REQUIRED ACTION :: Here is a block of records. Copy every one of them exactly.

------------------------------------------------------------------------

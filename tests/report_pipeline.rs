//! End-to-end pipeline tests over synthesized brokerage exports.

use folio_statement::compose::{self, OUTPUT_FILE};
use folio_statement::ingest::UploadSelection;
use folio_statement::Error;
use std::fs;
use std::path::{Path, PathBuf};

fn write_csv(dir: &Path, name: &str, contents: &str) -> PathBuf {
    let path = dir.join(name);
    fs::write(&path, contents).unwrap();
    path
}

fn write_fixture_exports(dir: &Path) -> Vec<PathBuf> {
    let holding = "\
Category,Col1,Col2,Col3,Invested,Col5,Value
Client Equity Code/UCID/Name,AB12/90011/Asha Rao
Equity,,,,400000,,460000
Debt,,,,100000,,110000
Equity:-
Scrip Level Holdings
Scrip,Qty,Rate,,,,,,,,Gain
INFY,10,1000,,,,,,,,5000
Total:,,,,,,,,,,2500.5
Mutual Fund:-
Scheme Level Holdings
Scheme,Units,NAV,,,,,,,,Gain
Total:,,,,,,,,,,500.25
";
    let portfolio_value = "\
Particulars,Portfolio Value
Equity,700000
Available Cash,100000
Debt,200000
";
    let xirr = "\
Scheme,XIRR
Since Inception,12.5
";
    let equity = "\
Instrument Name,Category,Quantity,Buy Price,CMP,PandL,Market Value
INFY,Direct Equity,10,1000,1500,5000,15000
TCS,Direct Equity,5,2000,1800,-1000,9000
NIFTYBEES,Equity ETF,50,180,200,1000,10000
";
    let debt = "\
Instrument Name,Category,Quantity,Buy Price,CMP,PandL,Market Value
GILT2030,Debt ETF,100,98,101,300,10100
LIQUIDFUND,Debt Mutual Fund,40,240,250,400,10000
";
    let fno = "\
Month,Order,FNO Profits,FNO Profits Till Date
Feb,2,200,300
Jan,1,100,100
";
    let profits = "\
Scrip,Gain
INFY,1200
TCS,-150
Total,1050
";

    vec![
        write_csv(dir, "Portfolio Value.csv", portfolio_value),
        write_csv(dir, "Holding.csv", holding),
        write_csv(dir, "XIRR.csv", xirr),
        write_csv(dir, "Equity.csv", equity),
        write_csv(dir, "Debt.csv", debt),
        write_csv(dir, "FNO.csv", fno),
        write_csv(dir, "Profits.csv", profits),
    ]
}

#[test]
fn generates_statement_from_csv_exports() {
    let dir = tempfile::tempdir().unwrap();
    let paths = write_fixture_exports(dir.path());
    let selection = UploadSelection::from_paths(&paths).unwrap();

    let out_dir = dir.path().join("reports");
    let report = compose::generate_report(
        &selection,
        &dir.path().join("converted"),
        dir.path(),
        &out_dir,
    )
    .unwrap();

    assert_eq!(report, out_dir.join(OUTPUT_FILE));
    let bytes = fs::read(&report).unwrap();
    assert!(bytes.starts_with(b"%PDF-1.7"));
    assert!(bytes.ends_with(b"%%EOF\n"));
    // Eight pages: cover, summary, equity, debt, FNO, realized,
    // unrealized, notes.
    let text = String::from_utf8_lossy(&bytes);
    assert!(text.contains("/Count 8"));
}

#[test]
fn missing_documents_abort_without_writing() {
    let dir = tempfile::tempdir().unwrap();
    // Only two of the seven documents present.
    let paths = vec![
        write_csv(dir.path(), "Holding.csv", "A\n1\n"),
        write_csv(dir.path(), "XIRR.csv", "A\n1\n"),
    ];
    let selection = UploadSelection::from_paths(&paths).unwrap();

    let out_dir = dir.path().join("reports");
    let err = compose::generate_report(
        &selection,
        &dir.path().join("converted"),
        dir.path(),
        &out_dir,
    )
    .unwrap_err();

    match err {
        Error::MissingInput(names) => {
            assert_eq!(names.len(), 5);
            assert!(names.contains(&"Equity.csv".to_string()));
            assert!(!names.contains(&"Holding.csv".to_string()));
        },
        other => panic!("unexpected error: {other:?}"),
    }
    assert!(!out_dir.join(OUTPUT_FILE).exists());
}

#[test]
fn malformed_client_identity_is_fatal() {
    let dir = tempfile::tempdir().unwrap();
    let mut paths = write_fixture_exports(dir.path());
    // Rewrite the Holding export with a two-part identity cell.
    paths[1] = write_csv(
        dir.path(),
        "Holding.csv",
        "Category,Value\nClient Equity Code/UCID/Name,AB12/90011\n",
    );
    let selection = UploadSelection::from_paths(&paths).unwrap();

    let err = compose::generate_report(
        &selection,
        &dir.path().join("converted"),
        dir.path(),
        &dir.path().join("reports"),
    )
    .unwrap_err();
    assert!(matches!(err, Error::MalformedClientInfo(_)));
}

#[test]
fn client_identity_outside_holding_is_not_used() {
    let dir = tempfile::tempdir().unwrap();
    let mut paths = write_fixture_exports(dir.path());
    // Strip the identity row from Holding and park it in Portfolio
    // Value instead; only the Holding export is an identity source.
    paths[1] = write_csv(
        dir.path(),
        "Holding.csv",
        "\
Category,Col1,Col2,Col3,Invested,Col5,Value
Equity,,,,400000,,460000
Equity:-
Scrip Level Holdings
Scrip,Qty,Rate,,,,,,,,Gain
Total:,,,,,,,,,,100
Mutual Fund:-
Scheme Level Holdings
Scheme,Units,NAV,,,,,,,,Gain
Total:,,,,,,,,,,50
",
    );
    paths[0] = write_csv(
        dir.path(),
        "Portfolio Value.csv",
        "\
Particulars,Portfolio Value
Client Equity Code/UCID/Name,AB12/90011/Asha Rao
Equity,700000
Available Cash,100000
",
    );
    let selection = UploadSelection::from_paths(&paths).unwrap();

    let err = compose::generate_report(
        &selection,
        &dir.path().join("converted"),
        dir.path(),
        &dir.path().join("reports"),
    )
    .unwrap_err();
    assert!(matches!(err, Error::ClientInfoNotFound));
}

#[test]
fn branding_images_are_optional_and_non_fatal() {
    let dir = tempfile::tempdir().unwrap();
    let paths = write_fixture_exports(dir.path());
    // A corrupt logo must not block the statement.
    fs::write(dir.path().join("logo.png"), b"definitely not a png").unwrap();
    let selection = UploadSelection::from_paths(&paths).unwrap();

    let report = compose::generate_report(
        &selection,
        &dir.path().join("converted"),
        dir.path(),
        &dir.path().join("reports"),
    )
    .unwrap();
    assert!(report.exists());
}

------------------------------------------------------------------------

TASK ANSWER ::
filename tests/report_pipeline.rs
//! End-to-end pipeline tests over synthesized brokerage exports.

use folio_statement::compose::{self, OUTPUT_FILE};
use folio_statement::ingest::UploadSelection;
use folio_statement::Error;
use std::fs;
use std::path::{Path, PathBuf};

fn write_csv(dir: &Path, name: &str, contents: &str) -> PathBuf {
    let path = dir.join(name);
    fs::write(&path, contents).unwrap();
    path
}

fn write_fixture_exports(dir: &Path) -> Vec<PathBuf> {
    let holding = "\
Category,Col1,Col2,Col3,Invested,Col5,Value
Client Equity Code/UCID/Name,AB12/90011/Asha Rao
Equity,,,,400000,,460000
Debt,,,,100000,,110000
Equity:-
Scrip Level Holdings
Scrip,Qty,Rate,,,,,,,,Gain
INFY,10,1000,,,,,,,,5000
Total:,,,,,,,,,,2500.5
Mutual Fund:-
Scheme Level Holdings
Scheme,Units,NAV,,,,,,,,Gain
Total:,,,,,,,,,,500.25
";
    let portfolio_value = "\
Particulars,Portfolio Value
Equity,700000
Available Cash,100000
Debt,200000
";
    let xirr = "\
Scheme,XIRR
Since Inception,12.5
";
    let equity = "\
Instrument Name,Category,Quantity,Buy Price,CMP,PandL,Market Value
INFY,Direct Equity,10,1000,1500,5000,15000
TCS,Direct Equity,5,2000,1800,-1000,9000
NIFTYBEES,Equity ETF,50,180,200,1000,10000
";
    let debt = "\
Instrument Name,Category,Quantity,Buy Price,CMP,PandL,Market Value
GILT2030,Debt ETF,100,98,101,300,10100
LIQUIDFUND,Debt Mutual Fund,40,240,250,400,10000
";
    let fno = "\
Month,Order,FNO Profits,FNO Profits Till Date
Feb,2,200,300
Jan,1,100,100
";
    let profits = "\
Scrip,Gain
INFY,1200
TCS,-150
Total,1050
";

    vec![
        write_csv(dir, "Portfolio Value.csv", portfolio_value),
        write_csv(dir, "Holding.csv", holding),
        write_csv(dir, "XIRR.csv", xirr),
        write_csv(dir, "Equity.csv", equity),
        write_csv(dir, "Debt.csv", debt),
        write_csv(dir, "FNO.csv", fno),
        write_csv(dir, "Profits.csv", profits),
    ]
}

#[test]
fn generates_statement_from_csv_exports() {
    let dir = tempfile::tempdir().unwrap();
    let paths = write_fixture_exports(dir.path());
    let selection = UploadSelection::from_paths(&paths).unwrap();

    let out_dir = dir.path().join("reports");
    let report = compose::generate_report(
        &selection,
        &dir.path().join("converted"),
        dir.path(),
        &out_dir,
    )
    .unwrap();

    assert_eq!(report, out_dir.join(OUTPUT_FILE));
    let bytes = fs::read(&report).unwrap();
    assert!(bytes.starts_with(b"%PDF-1.7"));
    assert!(bytes.ends_with(b"%%EOF\n"));
    // Eight pages: cover, summary, equity, debt, FNO, realized,
    // unrealized, notes.
    let text = String::from_utf8_lossy(&bytes);
    assert!(text.contains("/Count 8"));
}

#[test]
fn missing_documents_abort_without_writing() {
    let dir = tempfile::tempdir().unwrap();
    // Only two of the seven documents present.
    let paths = vec![
        write_csv(dir.path(), "Holding.csv", "A\n1\n"),
        write_csv(dir.path(), "XIRR.csv", "A\n1\n"),
    ];
    let selection = UploadSelection::from_paths(&paths).unwrap();

    let out_dir = dir.path().join("reports");
    let err = compose::generate_report(
        &selection,
        &dir.path().join("converted"),
        dir.path(),
        &out_dir,
    )
    .unwrap_err();

    match err {
        Error::MissingInput(names) => {
            assert_eq!(names.len(), 5);
            assert!(names.contains(&"Equity.csv".to_string()));
            assert!(!names.contains(&"Holding.csv".to_string()));
        },
        other => panic!("unexpected error: {other:?}"),
    }
    assert!(!out_dir.join(OUTPUT_FILE).exists());
}

#[test]
fn malformed_client_identity_is_fatal() {
    let dir = tempfile::tempdir().unwrap();
    let mut paths = write_fixture_exports(dir.path());
    // Rewrite the Holding export with a two-part identity cell.
    paths[1] = write_csv(
        dir.path(),
        "Holding.csv",
        "Category,Value\nClient Equity Code/UCID/Name,AB12/90011\n",
    );
    let selection = UploadSelection::from_paths(&paths).unwrap();

    let err = compose::generate_report(
        &selection,
        &dir.path().join("converted"),
        dir.path(),
        &dir.path().join("reports"),
    )
    .unwrap_err();
    assert!(matches!(err, Error::MalformedClientInfo(_)));
}

#[test]
fn client_identity_outside_holding_is_not_used() {
    let dir = tempfile::tempdir().unwrap();
    let mut paths = write_fixture_exports(dir.path());
    // Strip the identity row from Holding and park it in Portfolio
    // Value instead; only the Holding export is an identity source.
    paths[1] = write_csv(
        dir.path(),
        "Holding.csv",
        "\
Category,Col1,Col2,Col3,Invested,Col5,Value
Equity,,,,400000,,460000
Equity:-
Scrip Level Holdings
Scrip,Qty,Rate,,,,,,,,Gain
Total:,,,,,,,,,,100
Mutual Fund:-
Scheme Level Holdings
Scheme,Units,NAV,,,,,,,,Gain
Total:,,,,,,,,,,50
",
    );
    paths[0] = write_csv(
        dir.path(),
        "Portfolio Value.csv",
        "\
Particulars,Portfolio Value
Client Equity Code/UCID/Name,AB12/90011/Asha Rao
Equity,700000
Available Cash,100000
",
    );
    let selection = UploadSelection::from_paths(&paths).unwrap();

    let err = compose::generate_report(
        &selection,
        &dir.path().join("converted"),
        dir.path(),
        &dir.path().join("reports"),
    )
    .unwrap_err();
    assert!(matches!(err, Error::ClientInfoNotFound));
}

#[test]
fn branding_images_are_optional_and_non_fatal() {
    let dir = tempfile::tempdir().unwrap();
    let paths = write_fixture_exports(dir.path());
    // A corrupt logo must not block the statement.
    fs::write(dir.path().join("logo.png"), b"definitely not a png").unwrap();
    let selection = UploadSelection::from_paths(&paths).unwrap();

    let report = compose::generate_report(
        &selection,
        &dir.path().join("converted"),
        dir.path(),
        &dir.path().join("reports"),
    )
    .unwrap();
    assert!(report.exists());
}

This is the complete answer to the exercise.